If you’ve ever watched gymnast Caitlin Rooskrantz perform gravity-defying feats, you’ve probably wistfully imagined yourself being *that* strong and flexible. The truth? Those fabulous moves are built on callisthenics: the body-weight workout style that prioritises using your own body as the weight. Practising body-weight moves is an effective way to build functional strength and sculpt sexy, lean muscle tone. And, in case the title didn’t clue you in, you can start as a total beginner and still feel like Simone Biles. Ahead, reasons to tap into callisthenics workouts and the moves to start with.

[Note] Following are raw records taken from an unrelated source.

//! Per-phase state records under the package state directory.
//!
//! Each completed phase leaves a small JSON document behind so that
//! outer tooling can tell which phases already ran for a package without
//! re-parsing logs.

use std::fs;
use std::path::{Path, PathBuf};

use anyhow::{Context, Result};
use serde::{Deserialize, Serialize};
use time::format_description::well_known::Rfc3339;
use time::OffsetDateTime;

const RECORD_SUBDIR: &str = "phases";

#[derive(Debug, Clone, Serialize, Deserialize)]
pub struct PhaseRecord {
    pub phase: String,
    pub status: String,
    pub created_at_utc: String,
    pub finished_at_utc: Option<String>,
}

pub fn record_path(statedir: &Path, phase: &str) -> PathBuf {
    statedir.join(RECORD_SUBDIR).join(format!("{phase}.json"))
}

pub fn now_utc() -> Result<String> {
    OffsetDateTime::now_utc()
        .format(&Rfc3339)
        .context("formatting UTC timestamp")
}

/// Record a successfully completed phase.
pub fn write_phase_record(statedir: &Path, phase: &str, created_at_utc: &str) -> Result<()> {
    let record = PhaseRecord {
        phase: phase.to_string(),
        status: "success".to_string(),
        created_at_utc: created_at_utc.to_string(),
        finished_at_utc: Some(now_utc()?),
    };
    let path = record_path(statedir, phase);
    if let Some(parent) = path.parent() {
        fs::create_dir_all(parent)
            .with_context(|| format!("creating phase record directory '{}'", parent.display()))?;
    }
    let bytes =
        serde_json::to_vec_pretty(&record).with_context(|| "serializing phase record")?;
    fs::write(&path, bytes)
        .with_context(|| format!("writing phase record '{}'", path.display()))?;
    Ok(())
}

/// Load all phase records for a package. A missing directory is an empty
/// history, not an error.
pub fn load_phase_records(statedir: &Path) -> Result<Vec<PhaseRecord>> {
    let dir = statedir.join(RECORD_SUBDIR);
    if !dir.is_dir() {
        return Ok(Vec::new());
    }
    let mut records = Vec::new();
    for entry in fs::read_dir(&dir)
        .with_context(|| format!("reading phase record directory '{}'", dir.display()))?
    {
        let entry = entry
            .with_context(|| format!("iterating phase record directory '{}'", dir.display()))?;
        let path = entry.path();
        if path.extension().and_then(|e| e.to_str()) != Some("json") {
            continue;
        }
        let bytes = fs::read(&path)
            .with_context(|| format!("reading phase record '{}'", path.display()))?;
        let parsed: PhaseRecord = serde_json::from_slice(&bytes)
            .with_context(|| format!("parsing phase record '{}'", path.display()))?;
        records.push(parsed);
    }
    records.sort_by(|a, b| a.created_at_utc.cmp(&b.created_at_utc));
    Ok(records)
}

#[cfg(test)]
mod tests {
    use super::*;
    use tempfile::TempDir;

    #[test]
    fn test_write_and_load_records() {
        let temp = TempDir::new().unwrap();
        let statedir = temp.path().join(".xbps-foo");

        write_phase_record(&statedir, "fetch", &now_utc().unwrap()).unwrap();
        write_phase_record(&statedir, "build", &now_utc().unwrap()).unwrap();

        let records = load_phase_records(&statedir).unwrap();
        assert_eq!(records.len(), 2);
        assert!(records.iter().all(|r| r.status == "success"));
        assert!(records.iter().any(|r| r.phase == "fetch"));
        assert!(records.iter().all(|r| r.finished_at_utc.is_some()));
    }

    #[test]
    fn test_missing_statedir_is_empty_history() {
        let temp = TempDir::new().unwrap();
        let records = load_phase_records(&temp.path().join("nope")).unwrap();
        assert!(records.is_empty());
    }
}
//! Relocation of a relative path subtree between two roots.
//!
//! Used to move built artifacts from a parent package's destination tree
//! into a sub-package's tree. A destination that does not exist is a
//! plain rename; two directories merge recursively; anything else is an
//! overlap between packages claiming the same installed path, which must
//! fail rather than silently lose files.

use std::fs;
use std::path::Path;

use anyhow::{bail, Context, Result};

/// Relocate `rel` from under `src_root` to the same relative location
/// under `dest_root`.
pub fn submove(rel: &Path, dest_root: &Path, src_root: &Path) -> Result<()> {
    if rel.is_absolute() {
        bail!("path '{}' must not be absolute", rel.display());
    }

    let fsrc = src_root.join(rel);
    let fdest = dest_root.join(rel);

    if let Some(parent) = fdest.parent() {
        fs::create_dir_all(parent)
            .with_context(|| format!("creating destination directory '{}'", parent.display()))?;
    }

    if fdest.symlink_metadata().is_err() {
        fs::rename(&fsrc, &fdest).with_context(|| {
            format!("moving '{}' -> '{}'", fsrc.display(), fdest.display())
        })?;
        return Ok(());
    }

    if fsrc.is_dir() && fdest.is_dir() {
        // merge the directories child by child
        let mut names = Vec::new();
        for entry in fs::read_dir(&fsrc)
            .with_context(|| format!("reading source directory '{}'", fsrc.display()))?
        {
            let entry = entry
                .with_context(|| format!("iterating source directory '{}'", fsrc.display()))?;
            names.push(entry.file_name());
        }
        names.sort();
        for name in names {
            submove(Path::new(&name), &fdest, &fsrc)?;
        }
        fs::remove_dir(&fsrc).with_context(|| {
            format!("removing emptied source directory '{}'", fsrc.display())
        })?;
        return Ok(());
    }

    bail!("'{}' and '{}' overlap", fsrc.display(), fdest.display());
}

Why callisthenics workouts are so good

You can do it anywhere, anytime

The great thing about body-weight training (or a callisthenics workout, as it’s technically called) is that you can do it pretty much anywhere with minimal equipment. That’s because you’re using your own body weight as the load and gravity to create resistance. Also, most of the time, you don’t need to move very far, so it can be done in relatively small spaces, depending on what you’re doing.

It builds killer abs

There’s a lot of balance and stabilising required in body-weight moves, so your core will work overtime (yay, abs!) Plus, having this improved stability means less falling around in the long run, making you sturdy and strong.

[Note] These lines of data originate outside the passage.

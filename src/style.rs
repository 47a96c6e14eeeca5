//! Build-style plugins resolved by name.
//!
//! A build style injects standard phase implementations and default
//! arguments into an in-progress template (for example a
//! configure/make/install convention). Styles are registered under a name
//! at startup and looked up during template resolution; looking up a name
//! nobody registered is a structured error, not a missing-module panic.

use std::collections::BTreeMap;

use anyhow::{bail, Result};

use crate::template::Template;

pub trait BuildStyle {
    /// Mutate the template in place: set phase functions, default args.
    fn apply(&self, pkg: &mut Template) -> Result<()>;
}

impl std::fmt::Debug for dyn BuildStyle + '_ {
    fn fmt(&self, f: &mut std::fmt::Formatter<'_>) -> std::fmt::Result {
        f.write_str("BuildStyle")
    }
}

#[derive(Default)]
pub struct StyleRegistry {
    styles: BTreeMap<String, Box<dyn BuildStyle>>,
}

impl StyleRegistry {
    pub fn new() -> Self {
        Self::default()
    }

    pub fn register(&mut self, name: &str, style: Box<dyn BuildStyle>) -> Result<()> {
        if self.styles.contains_key(name) {
            bail!("build style '{}' is already registered", name);
        }
        self.styles.insert(name.to_string(), style);
        Ok(())
    }

    pub fn lookup(&self, name: &str) -> Result<&dyn BuildStyle> {
        match self.styles.get(name) {
            Some(style) => Ok(style.as_ref()),
            None => bail!("unknown build style '{}'", name),
        }
    }
}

Callisthenics sculpts your upper bod

All the pulling and pushing you do with your upper body will sculpt your back, arms and shoulders. If you’re aiming to try a pull-up or handstand, these moves will help you reach those goals.

How to do this beginner callisthenics workout

These moves, from Tim and Jacko of the training community School of Calisthenics,  are ideal as callisthenics for beginners starting body-weight training. And all they require are a floor with a cushioned surface (like an exercise mat, carpet or grass), a wall and something to hang from. We’ve used gymnastic rings, but a straight bar at your local park will also work fine.

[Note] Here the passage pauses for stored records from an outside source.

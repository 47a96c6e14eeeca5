//! The buildable unit model: templates and their sub-packages.
//!
//! A [`Template`] is the fully-resolved root build unit for one source
//! package; [`Subpackage`]s are named partitions of its installed output
//! with their own destination trees. Both share the identity-prefixed
//! logging and failure surface of [`PackageUnit`].

pub mod install;
pub mod phases;
pub mod resolve;

use std::collections::BTreeMap;
use std::path::{Path, PathBuf};
use std::rc::Rc;

use anyhow::{anyhow, Result};

use crate::context::BuildContext;
use crate::glob;
use crate::hooks::Phase;
use crate::logger::Logger;
use crate::paths::PackagePaths;
use crate::relocate;
use crate::sandbox::CommandRequest;

pub type InitFn = Box<dyn Fn(&mut Template) -> Result<()>>;
pub type PhaseFn = Rc<dyn Fn(&mut Template, &BuildContext) -> Result<()>>;
pub type SubpkgInstallFn = Rc<dyn Fn(&mut Subpackage) -> Result<()>>;
pub type SubpkgFactory = Box<dyn Fn(&mut Subpackage) -> SubpkgInstallFn>;

/// Identity, logging and failure signaling shared by every buildable unit.
pub trait PackageUnit {
    fn pkgname(&self) -> Option<&str>;
    fn pkgver(&self) -> Option<&str>;
    fn logger(&self) -> &Logger;

    /// Versioned identifier if known, else the bare name, else a generic
    /// fallback for units that failed before naming themselves.
    fn display_name(&self) -> String {
        if let Some(v) = self.pkgver() {
            v.to_string()
        } else if let Some(n) = self.pkgname() {
            n.to_string()
        } else {
            "srcpkg-builder".to_string()
        }
    }

    fn log(&self, msg: &str) {
        self.logger().out(&format!("{}: {}", self.display_name(), msg));
    }

    fn log_warn(&self, msg: &str) {
        self.logger()
            .warn(&format!("{}: {}", self.display_name(), msg));
    }

    fn log_red(&self, msg: &str) {
        self.logger()
            .out_red(&format!("{}: {}", self.display_name(), msg));
    }

    /// Emit the highlighted error line and return the failure, so the
    /// last captured line always names the failing package and reason.
    fn fail(&self, msg: &str) -> anyhow::Error {
        self.log_red(msg);
        anyhow!("{}: {}", self.display_name(), msg)
    }
}

#[derive(Debug, Clone, Copy, PartialEq, Eq)]
pub enum PhaseState {
    Pending,
    Running,
    Complete,
}

/// The root buildable unit for one source package.
pub struct Template {
    pub pkgname: String,
    pub version: String,
    pub revision: u32,
    pub short_desc: String,
    pub homepage: String,
    pub license: String,
    /// `name-version_revision`, derived once validation passes.
    pub pkgver: String,

    pub archs: Option<String>,
    pub hostmakedepends: Vec<String>,
    pub makedepends: Vec<String>,
    pub depends: Vec<String>,
    pub maintainer: Option<String>,
    pub wrksrc: String,
    pub build_wrksrc: String,
    pub create_wrksrc: bool,
    pub patch_args: Option<Vec<String>>,
    pub configure_args: Vec<String>,
    pub make_build_args: Vec<String>,
    pub make_install_args: Vec<String>,
    pub make_build_target: String,
    pub make_install_target: String,
    pub distfiles: Vec<String>,
    pub checksum: Vec<String>,
    pub skip_extraction: Vec<String>,
    pub broken: Option<String>,
    pub repository: Option<String>,
    pub tags: Vec<String>,
    pub changelog: Option<String>,
    pub cflags: Vec<String>,
    pub cxxflags: Vec<String>,
    pub ldflags: Vec<String>,
    pub tools: BTreeMap<String, String>,
    pub env: BTreeMap<String, String>,
    pub build_style: Option<String>,
    pub source_date_epoch: Option<i64>,
    pub triplet: Option<String>,

    pub paths: PackagePaths,
    pub subpkg_list: Vec<Subpackage>,

    pub(crate) phase_funcs: BTreeMap<String, PhaseFn>,
    pub(crate) phase_state: BTreeMap<Phase, PhaseState>,
    pub(crate) logger: Logger,
}

impl std::fmt::Debug for Template {
    fn fmt(&self, f: &mut std::fmt::Formatter<'_>) -> std::fmt::Result {
        f.debug_struct("Template")
            .field("pkgname", &self.pkgname)
            .field("version", &self.version)
            .field("revision", &self.revision)
            .field("pkgver", &self.pkgver)
            .field("build_style", &self.build_style)
            .field("phase_funcs", &self.phase_funcs.keys().collect::<Vec<_>>())
            .field("phase_state", &self.phase_state)
            .finish_non_exhaustive()
    }
}

impl Template {
    pub fn new() -> Self {
        Self {
            pkgname: String::new(),
            version: String::new(),
            revision: 0,
            short_desc: String::new(),
            homepage: String::new(),
            license: String::new(),
            pkgver: String::new(),
            archs: None,
            hostmakedepends: Vec::new(),
            makedepends: Vec::new(),
            depends: Vec::new(),
            maintainer: None,
            wrksrc: String::new(),
            build_wrksrc: String::new(),
            create_wrksrc: false,
            patch_args: None,
            configure_args: Vec::new(),
            make_build_args: Vec::new(),
            make_install_args: Vec::new(),
            make_build_target: String::new(),
            make_install_target: "install".to_string(),
            distfiles: Vec::new(),
            checksum: Vec::new(),
            skip_extraction: Vec::new(),
            broken: None,
            repository: None,
            tags: Vec::new(),
            changelog: None,
            cflags: Vec::new(),
            cxxflags: Vec::new(),
            ldflags: Vec::new(),
            tools: BTreeMap::new(),
            env: BTreeMap::new(),
            build_style: None,
            source_date_epoch: None,
            triplet: None,
            paths: PackagePaths::default(),
            subpkg_list: Vec::new(),
            phase_funcs: BTreeMap::new(),
            phase_state: BTreeMap::new(),
            logger: Logger::new(),
        }
    }

    /// Install or replace the function for an exact stage name.
    pub fn set_phase_fn(&mut self, stage: &str, func: PhaseFn) {
        self.phase_funcs.insert(stage.to_string(), func);
    }

    pub fn phase_fn(&self, stage: &str) -> Option<PhaseFn> {
        self.phase_funcs.get(stage).cloned()
    }

    pub fn has_phase_fn(&self, stage: &str) -> bool {
        self.phase_funcs.contains_key(stage)
    }

    /// Run an external command inside the working source directory (or
    /// its build subdirectory when `build` is set), with the computed
    /// flag, target and tool environment merged in.
    pub fn do_cmd(
        &self,
        ctx: &BuildContext,
        cmd: &str,
        args: &[String],
        env: &BTreeMap<String, String>,
        build: bool,
    ) -> Result<()> {
        let mut cenv = env.clone();
        cenv.insert("CFLAGS".to_string(), self.cflags.join(" "));
        cenv.insert("CXXFLAGS".to_string(), self.cxxflags.join(" "));
        cenv.insert("LDFLAGS".to_string(), self.ldflags.join(" "));
        cenv.insert("XBPS_TARGET_MACHINE".to_string(), ctx.target.clone());
        cenv.insert("XBPS_MACHINE".to_string(), ctx.host.clone());
        if let Some(triplet) = &self.triplet {
            cenv.insert("XBPS_TRIPLET".to_string(), triplet.clone());
        }
        if let Some(epoch) = self.source_date_epoch {
            cenv.insert("SOURCE_DATE_EPOCH".to_string(), epoch.to_string());
        }
        for (name, value) in &self.tools {
            cenv.insert(name.clone(), value.clone());
        }
        for (name, value) in &self.env {
            cenv.insert(name.clone(), value.clone());
        }

        let request = CommandRequest {
            cwd: if build {
                self.paths.abs_build_wrksrc.clone()
            } else {
                self.paths.abs_wrksrc.clone()
            },
            chroot_cwd: if build {
                self.paths.chroot_build_wrksrc.clone()
            } else {
                self.paths.chroot_wrksrc.clone()
            },
            command: cmd.to_string(),
            args: args.to_vec(),
            env: cenv,
        };
        ctx.sandbox.enter(&request, &self.logger)
    }
}

impl Default for Template {
    fn default() -> Self {
        Self::new()
    }
}

impl PackageUnit for Template {
    fn pkgname(&self) -> Option<&str> {
        if self.pkgname.is_empty() {
            None
        } else {
            Some(&self.pkgname)
        }
    }

    fn pkgver(&self) -> Option<&str> {
        if self.pkgver.is_empty() {
            None
        } else {
            Some(&self.pkgver)
        }
    }

    fn logger(&self) -> &Logger {
        &self.logger
    }
}

/// A named partition of a template's installed output.
///
/// Shareable optional fields are snapshots copied from the parent at
/// link time, before profile flag merging; sub-packages partition
/// artifacts and carry no compiler flags of their own.
pub struct Subpackage {
    pub pkgname: String,
    pub version: String,
    pub revision: u32,
    pub pkgver: String,
    pub short_desc: String,
    pub depends: Vec<String>,
    pub repository: Option<String>,
    pub tags: Vec<String>,

    /// Own destination tree, distinct from the parent's.
    pub destdir: PathBuf,
    pub chroot_destdir: PathBuf,
    /// Shared with the parent: logs and working state land in one place.
    pub statedir: PathBuf,

    pub parent_pkgname: String,
    pub parent_destdir: PathBuf,

    pub(crate) install: Option<SubpkgInstallFn>,
    pub(crate) logger: Logger,
}

impl Subpackage {
    pub(crate) fn link(parent: &Template, name: &str) -> Self {
        let versioned = format!("{}-{}", name, parent.version);
        Self {
            pkgname: name.to_string(),
            version: parent.version.clone(),
            revision: parent.revision,
            pkgver: format!("{}-{}_{}", name, parent.version, parent.revision),
            short_desc: parent.short_desc.clone(),
            depends: parent.depends.clone(),
            repository: parent.repository.clone(),
            tags: parent.tags.clone(),
            destdir: parent.paths.destdir_base.join(&versioned),
            chroot_destdir: parent.paths.chroot_destdir_base.join(&versioned),
            statedir: parent.paths.statedir.clone(),
            parent_pkgname: parent.pkgname.clone(),
            parent_destdir: parent.paths.destdir.clone(),
            install: None,
            logger: Logger::new(),
        }
    }

    /// Claim installed paths from the parent's destination tree.
    ///
    /// Each pattern is glob-expanded against the parent destdir; matching
    /// nothing is an authoring error. Matches are relocated into this
    /// sub-package's destdir preserving their relative paths.
    pub fn take<S: AsRef<str>>(&self, patterns: &[S]) -> Result<()> {
        for pattern in patterns {
            let pattern = pattern.as_ref();
            if Path::new(pattern).is_absolute() {
                return Err(self.fail(&format!("path '{}' must not be absolute", pattern)));
            }
            let matches = glob::expand(&self.parent_destdir, pattern);
            if matches.is_empty() {
                return Err(self.fail(&format!("path '{}' did not match anything", pattern)));
            }
            for rel in matches {
                self.log(&format!(
                    "moving: {} -> {}",
                    self.parent_destdir.join(&rel).display(),
                    self.destdir.display()
                ));
                relocate::submove(&rel, &self.destdir, &self.parent_destdir)?;
            }
        }
        Ok(())
    }
}

impl PackageUnit for Subpackage {
    fn pkgname(&self) -> Option<&str> {
        if self.pkgname.is_empty() {
            None
        } else {
            Some(&self.pkgname)
        }
    }

    fn pkgver(&self) -> Option<&str> {
        if self.pkgver.is_empty() {
            None
        } else {
            Some(&self.pkgver)
        }
    }

    fn logger(&self) -> &Logger {
        &self.logger
    }
}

Tim and Jacko from School of Calisthenics, with trainer Hayley Ryan, show us how to master these moves…

1 Frog Stand

This foundational move helps you build the upper-body strength and balance that you’ll need for more advanced body-weight moves like freestanding handstands. If you find your feet can’t lift off the ground, that’s totally fine. Over time, you’ll build enough strength to lift them!

2 Wall Walk

As adults, we don’t spend much time upside down, so this is a fun challenge. Keep your core braced and only go as far as you feel comfortable, but aim to walk a bit closer to the wall every time.

3 Dead Bug

This body-weight move from Pilates works different core muscles simultaneously, strengthening your stabilisers, lowering your injury risk and improving your coordination. Be sure to keep your lower back glued to the floor at all times.

4 Hollow-Body Hold

Kind of the upside-down cousin of a plank, this isometric body-weight move (holding a single position; not moving) targets your whole core from multiple directions. It’s brilliant for building core strength, as well as body position patterning to protect your lower back in other exercises. The goal is to create a bowl shape with your body. Again, keep your lower back glued to the ground at all times. See how long you can hold it for.

5 Hollow-Body Rock

This is a classic example of how a body-weight move can turn into a fun game. Once you can do the hold for 10 seconds without breaking form, the goal is to rock back and forth like a rocking horse, while in that hollow-hold position. Way easier said than done.

6 Skin The Cat

You might need a few practice rounds to really nail this, and that’s ok. It’s a good idea to warm up the shoulders before attempting this one (check out this warm-up you can do with a broom). Then, see how many reps you can knock out. Even if you can’t skin the entire cat, you’ll still get a top callisthenics workout.